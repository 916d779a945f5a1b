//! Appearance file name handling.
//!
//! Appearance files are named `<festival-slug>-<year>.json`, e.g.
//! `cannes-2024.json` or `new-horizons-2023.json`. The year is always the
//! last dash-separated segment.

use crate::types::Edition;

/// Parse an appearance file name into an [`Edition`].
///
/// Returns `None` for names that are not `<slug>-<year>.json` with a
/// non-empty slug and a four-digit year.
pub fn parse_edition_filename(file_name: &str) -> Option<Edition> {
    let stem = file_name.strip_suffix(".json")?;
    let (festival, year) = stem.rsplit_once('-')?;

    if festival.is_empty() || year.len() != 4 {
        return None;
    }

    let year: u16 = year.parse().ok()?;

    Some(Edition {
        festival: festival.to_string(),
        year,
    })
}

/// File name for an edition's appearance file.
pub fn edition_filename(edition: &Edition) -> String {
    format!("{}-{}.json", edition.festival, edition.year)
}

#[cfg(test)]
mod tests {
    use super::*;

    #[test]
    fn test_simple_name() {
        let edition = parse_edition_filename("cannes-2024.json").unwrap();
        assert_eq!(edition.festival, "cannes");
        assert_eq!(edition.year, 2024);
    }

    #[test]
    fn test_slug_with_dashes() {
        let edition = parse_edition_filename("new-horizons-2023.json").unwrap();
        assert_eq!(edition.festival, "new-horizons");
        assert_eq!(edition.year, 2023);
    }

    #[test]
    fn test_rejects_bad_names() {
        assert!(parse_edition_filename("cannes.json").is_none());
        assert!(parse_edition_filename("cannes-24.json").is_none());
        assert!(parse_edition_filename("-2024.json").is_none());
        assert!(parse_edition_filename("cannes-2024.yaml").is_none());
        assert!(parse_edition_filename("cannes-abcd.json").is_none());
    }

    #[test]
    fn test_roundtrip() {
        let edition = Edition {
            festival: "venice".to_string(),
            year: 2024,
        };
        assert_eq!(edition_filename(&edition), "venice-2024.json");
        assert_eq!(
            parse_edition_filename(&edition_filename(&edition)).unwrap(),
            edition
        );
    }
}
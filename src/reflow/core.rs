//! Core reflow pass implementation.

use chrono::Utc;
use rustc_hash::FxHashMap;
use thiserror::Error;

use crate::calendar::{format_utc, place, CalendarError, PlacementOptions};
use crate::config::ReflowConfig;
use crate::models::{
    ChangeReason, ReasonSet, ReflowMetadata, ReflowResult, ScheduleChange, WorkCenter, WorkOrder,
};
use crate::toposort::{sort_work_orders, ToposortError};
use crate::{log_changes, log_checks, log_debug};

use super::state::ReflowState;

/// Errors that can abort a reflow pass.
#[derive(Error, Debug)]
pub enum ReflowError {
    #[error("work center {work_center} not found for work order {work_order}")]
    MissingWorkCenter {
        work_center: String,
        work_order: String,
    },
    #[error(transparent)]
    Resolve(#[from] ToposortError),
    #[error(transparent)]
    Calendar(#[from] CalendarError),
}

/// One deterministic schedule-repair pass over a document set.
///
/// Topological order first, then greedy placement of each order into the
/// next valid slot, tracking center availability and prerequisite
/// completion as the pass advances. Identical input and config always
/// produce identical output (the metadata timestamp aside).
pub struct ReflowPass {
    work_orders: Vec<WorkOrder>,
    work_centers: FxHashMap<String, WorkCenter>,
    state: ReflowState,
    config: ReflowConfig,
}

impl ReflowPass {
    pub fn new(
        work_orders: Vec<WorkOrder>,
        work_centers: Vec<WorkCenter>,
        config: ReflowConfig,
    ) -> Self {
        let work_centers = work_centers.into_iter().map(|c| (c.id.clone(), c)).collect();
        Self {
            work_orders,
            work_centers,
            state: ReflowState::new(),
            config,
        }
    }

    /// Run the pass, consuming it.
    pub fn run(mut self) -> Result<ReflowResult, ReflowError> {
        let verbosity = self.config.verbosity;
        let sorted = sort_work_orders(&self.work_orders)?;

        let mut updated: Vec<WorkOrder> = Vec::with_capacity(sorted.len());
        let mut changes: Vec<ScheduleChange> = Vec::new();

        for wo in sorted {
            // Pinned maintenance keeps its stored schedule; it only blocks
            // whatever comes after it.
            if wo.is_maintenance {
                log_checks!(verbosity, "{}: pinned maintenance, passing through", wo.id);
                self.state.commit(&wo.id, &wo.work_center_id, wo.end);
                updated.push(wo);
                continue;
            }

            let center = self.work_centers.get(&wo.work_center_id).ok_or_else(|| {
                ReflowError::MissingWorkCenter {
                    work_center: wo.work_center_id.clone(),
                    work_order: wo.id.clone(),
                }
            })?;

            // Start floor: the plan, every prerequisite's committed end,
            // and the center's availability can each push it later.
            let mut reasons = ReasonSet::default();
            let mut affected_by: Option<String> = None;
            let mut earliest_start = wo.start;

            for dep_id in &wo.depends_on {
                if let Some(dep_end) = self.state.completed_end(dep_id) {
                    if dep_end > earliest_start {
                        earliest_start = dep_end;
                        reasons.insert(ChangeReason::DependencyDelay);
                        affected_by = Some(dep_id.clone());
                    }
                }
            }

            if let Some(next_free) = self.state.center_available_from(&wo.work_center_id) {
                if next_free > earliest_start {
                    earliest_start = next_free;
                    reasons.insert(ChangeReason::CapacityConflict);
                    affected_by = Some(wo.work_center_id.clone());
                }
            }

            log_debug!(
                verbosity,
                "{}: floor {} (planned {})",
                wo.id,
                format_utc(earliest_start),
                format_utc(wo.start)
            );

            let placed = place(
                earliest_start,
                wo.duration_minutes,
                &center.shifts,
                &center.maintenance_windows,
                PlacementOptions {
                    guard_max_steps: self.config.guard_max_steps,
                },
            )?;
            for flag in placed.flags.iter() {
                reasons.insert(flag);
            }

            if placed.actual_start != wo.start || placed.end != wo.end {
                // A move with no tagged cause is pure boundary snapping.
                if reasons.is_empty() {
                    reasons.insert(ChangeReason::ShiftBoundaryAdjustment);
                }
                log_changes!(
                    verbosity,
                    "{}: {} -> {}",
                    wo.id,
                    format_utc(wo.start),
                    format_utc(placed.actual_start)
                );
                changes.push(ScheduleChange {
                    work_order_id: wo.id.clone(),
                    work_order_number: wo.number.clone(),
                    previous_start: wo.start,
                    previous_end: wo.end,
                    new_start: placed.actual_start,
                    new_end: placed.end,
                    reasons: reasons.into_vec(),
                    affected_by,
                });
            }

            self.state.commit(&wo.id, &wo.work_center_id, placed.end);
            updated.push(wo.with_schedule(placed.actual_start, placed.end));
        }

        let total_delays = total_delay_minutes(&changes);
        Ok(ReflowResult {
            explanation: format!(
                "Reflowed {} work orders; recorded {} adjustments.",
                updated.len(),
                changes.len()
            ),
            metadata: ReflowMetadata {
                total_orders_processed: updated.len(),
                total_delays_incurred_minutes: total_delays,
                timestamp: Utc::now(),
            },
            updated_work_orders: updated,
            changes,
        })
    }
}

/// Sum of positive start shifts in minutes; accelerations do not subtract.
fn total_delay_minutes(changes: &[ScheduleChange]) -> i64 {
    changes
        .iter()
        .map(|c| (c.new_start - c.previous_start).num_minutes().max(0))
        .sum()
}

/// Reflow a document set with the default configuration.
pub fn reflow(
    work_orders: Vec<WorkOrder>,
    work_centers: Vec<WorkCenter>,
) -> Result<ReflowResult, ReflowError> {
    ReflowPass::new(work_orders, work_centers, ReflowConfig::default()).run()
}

--------

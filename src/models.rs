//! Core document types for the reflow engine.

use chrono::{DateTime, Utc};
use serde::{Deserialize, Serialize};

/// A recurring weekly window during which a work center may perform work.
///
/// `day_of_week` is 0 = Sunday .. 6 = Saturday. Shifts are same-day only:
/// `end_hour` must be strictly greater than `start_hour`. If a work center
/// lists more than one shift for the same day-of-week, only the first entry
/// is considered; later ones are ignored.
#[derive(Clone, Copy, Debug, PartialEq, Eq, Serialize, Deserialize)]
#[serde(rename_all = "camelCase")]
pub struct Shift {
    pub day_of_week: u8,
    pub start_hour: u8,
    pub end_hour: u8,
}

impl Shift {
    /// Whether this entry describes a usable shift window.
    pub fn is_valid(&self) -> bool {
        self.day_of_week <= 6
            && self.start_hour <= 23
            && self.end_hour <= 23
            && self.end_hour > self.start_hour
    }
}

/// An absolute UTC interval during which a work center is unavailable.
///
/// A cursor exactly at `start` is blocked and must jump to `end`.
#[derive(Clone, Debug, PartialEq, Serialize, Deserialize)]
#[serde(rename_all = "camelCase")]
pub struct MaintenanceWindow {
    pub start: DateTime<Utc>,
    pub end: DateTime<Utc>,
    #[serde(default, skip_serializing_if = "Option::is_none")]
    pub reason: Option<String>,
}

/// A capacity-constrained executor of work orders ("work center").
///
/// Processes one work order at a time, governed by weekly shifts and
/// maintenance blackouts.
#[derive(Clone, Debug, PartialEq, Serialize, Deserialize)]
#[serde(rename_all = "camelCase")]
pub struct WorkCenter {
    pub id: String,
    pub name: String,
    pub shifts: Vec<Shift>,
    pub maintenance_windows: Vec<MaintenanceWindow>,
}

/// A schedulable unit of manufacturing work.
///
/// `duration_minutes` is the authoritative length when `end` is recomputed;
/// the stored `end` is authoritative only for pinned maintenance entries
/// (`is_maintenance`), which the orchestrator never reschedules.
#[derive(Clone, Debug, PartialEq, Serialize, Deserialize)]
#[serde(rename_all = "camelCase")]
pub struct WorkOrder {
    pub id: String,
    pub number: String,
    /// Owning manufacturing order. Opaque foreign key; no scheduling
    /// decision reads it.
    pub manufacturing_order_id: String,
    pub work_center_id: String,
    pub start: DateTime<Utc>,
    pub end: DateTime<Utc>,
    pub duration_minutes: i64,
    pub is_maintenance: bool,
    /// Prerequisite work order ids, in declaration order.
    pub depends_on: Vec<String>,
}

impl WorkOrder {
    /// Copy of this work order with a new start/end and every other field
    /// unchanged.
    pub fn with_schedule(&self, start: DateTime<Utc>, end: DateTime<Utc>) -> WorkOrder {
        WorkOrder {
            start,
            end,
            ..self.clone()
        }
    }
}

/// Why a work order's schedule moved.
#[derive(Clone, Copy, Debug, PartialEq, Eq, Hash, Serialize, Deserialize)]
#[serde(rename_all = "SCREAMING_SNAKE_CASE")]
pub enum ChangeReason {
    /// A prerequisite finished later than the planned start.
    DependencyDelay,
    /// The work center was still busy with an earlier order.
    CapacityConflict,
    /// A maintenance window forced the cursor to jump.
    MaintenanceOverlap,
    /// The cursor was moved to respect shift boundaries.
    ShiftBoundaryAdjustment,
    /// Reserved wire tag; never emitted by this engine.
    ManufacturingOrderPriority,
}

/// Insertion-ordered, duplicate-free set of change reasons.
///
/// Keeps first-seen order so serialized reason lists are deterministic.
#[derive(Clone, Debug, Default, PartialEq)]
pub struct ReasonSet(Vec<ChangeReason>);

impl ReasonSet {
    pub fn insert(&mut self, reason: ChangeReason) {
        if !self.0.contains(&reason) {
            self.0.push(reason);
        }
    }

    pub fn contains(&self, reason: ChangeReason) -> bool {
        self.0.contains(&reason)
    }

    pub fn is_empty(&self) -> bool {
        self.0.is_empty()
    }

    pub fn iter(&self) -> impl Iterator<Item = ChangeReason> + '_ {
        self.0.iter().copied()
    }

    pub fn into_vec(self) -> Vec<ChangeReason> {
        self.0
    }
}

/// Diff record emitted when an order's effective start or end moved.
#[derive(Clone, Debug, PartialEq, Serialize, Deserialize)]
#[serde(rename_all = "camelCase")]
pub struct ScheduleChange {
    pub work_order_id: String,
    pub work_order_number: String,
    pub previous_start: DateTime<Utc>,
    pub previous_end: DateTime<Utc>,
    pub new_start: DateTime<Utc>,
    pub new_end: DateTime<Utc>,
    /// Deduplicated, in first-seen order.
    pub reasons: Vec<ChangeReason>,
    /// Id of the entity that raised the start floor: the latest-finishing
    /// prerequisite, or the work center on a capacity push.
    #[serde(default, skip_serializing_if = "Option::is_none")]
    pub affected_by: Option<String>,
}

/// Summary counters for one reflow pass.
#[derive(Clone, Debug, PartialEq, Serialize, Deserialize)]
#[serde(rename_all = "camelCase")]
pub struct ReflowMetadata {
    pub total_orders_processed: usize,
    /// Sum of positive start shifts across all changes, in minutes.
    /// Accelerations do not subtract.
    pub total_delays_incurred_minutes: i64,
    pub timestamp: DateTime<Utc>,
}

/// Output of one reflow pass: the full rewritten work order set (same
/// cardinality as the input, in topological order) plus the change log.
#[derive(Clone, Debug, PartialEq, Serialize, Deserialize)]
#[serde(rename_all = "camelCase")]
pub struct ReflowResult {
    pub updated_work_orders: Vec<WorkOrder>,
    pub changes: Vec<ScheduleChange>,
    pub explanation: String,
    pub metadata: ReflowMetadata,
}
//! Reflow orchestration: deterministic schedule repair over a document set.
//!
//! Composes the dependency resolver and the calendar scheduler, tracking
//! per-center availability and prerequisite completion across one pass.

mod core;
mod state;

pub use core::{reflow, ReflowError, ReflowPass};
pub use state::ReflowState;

--------

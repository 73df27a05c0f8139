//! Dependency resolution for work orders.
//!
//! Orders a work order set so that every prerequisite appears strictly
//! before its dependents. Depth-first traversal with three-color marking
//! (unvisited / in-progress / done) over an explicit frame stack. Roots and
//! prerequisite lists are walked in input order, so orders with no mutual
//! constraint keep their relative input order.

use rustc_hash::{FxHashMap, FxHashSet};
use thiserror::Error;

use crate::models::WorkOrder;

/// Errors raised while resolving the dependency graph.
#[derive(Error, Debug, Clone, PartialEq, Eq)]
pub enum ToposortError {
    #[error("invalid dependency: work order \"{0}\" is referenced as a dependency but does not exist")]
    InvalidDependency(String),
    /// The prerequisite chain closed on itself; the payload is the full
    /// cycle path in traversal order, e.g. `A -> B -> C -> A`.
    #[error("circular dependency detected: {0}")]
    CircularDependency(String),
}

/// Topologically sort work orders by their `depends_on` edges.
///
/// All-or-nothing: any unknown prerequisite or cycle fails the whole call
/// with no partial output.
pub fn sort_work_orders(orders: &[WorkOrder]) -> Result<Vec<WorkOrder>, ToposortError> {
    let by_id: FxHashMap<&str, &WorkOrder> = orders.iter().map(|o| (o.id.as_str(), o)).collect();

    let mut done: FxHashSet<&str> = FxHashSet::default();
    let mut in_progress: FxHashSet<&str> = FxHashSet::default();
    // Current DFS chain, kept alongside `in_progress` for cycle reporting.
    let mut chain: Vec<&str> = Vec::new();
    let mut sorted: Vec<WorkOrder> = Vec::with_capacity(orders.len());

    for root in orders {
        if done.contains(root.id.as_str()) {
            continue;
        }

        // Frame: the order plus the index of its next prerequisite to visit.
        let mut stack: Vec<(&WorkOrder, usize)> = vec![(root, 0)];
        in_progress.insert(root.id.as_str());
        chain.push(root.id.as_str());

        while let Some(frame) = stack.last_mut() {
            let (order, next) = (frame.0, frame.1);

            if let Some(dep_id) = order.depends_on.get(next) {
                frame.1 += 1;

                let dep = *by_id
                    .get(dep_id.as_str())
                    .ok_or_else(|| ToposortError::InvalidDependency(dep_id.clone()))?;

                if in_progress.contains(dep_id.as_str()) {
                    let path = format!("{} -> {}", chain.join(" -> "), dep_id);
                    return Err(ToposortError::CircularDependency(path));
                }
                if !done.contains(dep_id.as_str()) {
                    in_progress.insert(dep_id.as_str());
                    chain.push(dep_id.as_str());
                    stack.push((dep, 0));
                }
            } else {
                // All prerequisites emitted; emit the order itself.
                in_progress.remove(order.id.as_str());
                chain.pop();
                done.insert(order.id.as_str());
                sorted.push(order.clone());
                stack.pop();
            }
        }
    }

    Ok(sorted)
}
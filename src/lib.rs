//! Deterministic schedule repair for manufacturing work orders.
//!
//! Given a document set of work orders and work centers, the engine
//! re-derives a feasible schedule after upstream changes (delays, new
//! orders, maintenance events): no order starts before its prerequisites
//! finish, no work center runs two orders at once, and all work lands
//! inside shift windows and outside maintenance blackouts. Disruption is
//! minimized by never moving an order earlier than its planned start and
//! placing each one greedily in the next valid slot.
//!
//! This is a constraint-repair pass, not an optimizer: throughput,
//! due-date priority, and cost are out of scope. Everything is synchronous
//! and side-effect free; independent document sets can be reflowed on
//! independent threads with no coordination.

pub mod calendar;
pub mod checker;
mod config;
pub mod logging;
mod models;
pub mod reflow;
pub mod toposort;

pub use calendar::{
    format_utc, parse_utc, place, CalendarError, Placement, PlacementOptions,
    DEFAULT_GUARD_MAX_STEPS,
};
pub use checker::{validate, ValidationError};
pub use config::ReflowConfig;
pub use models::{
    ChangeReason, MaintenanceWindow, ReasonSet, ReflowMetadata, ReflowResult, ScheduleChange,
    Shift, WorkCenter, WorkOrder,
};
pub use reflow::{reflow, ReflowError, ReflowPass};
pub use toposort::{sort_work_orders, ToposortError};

--------

**TASK ITEM:** Wherever the string "unwrap" appears in a line above, copy that line.

**TASK RESPONSE:**
        let edition = parse_edition_filename("cannes-2024.json").unwrap();
        let edition = parse_edition_filename("new-horizons-2023.json").unwrap();
            parse_edition_filename(&edition_filename(&edition)).unwrap(),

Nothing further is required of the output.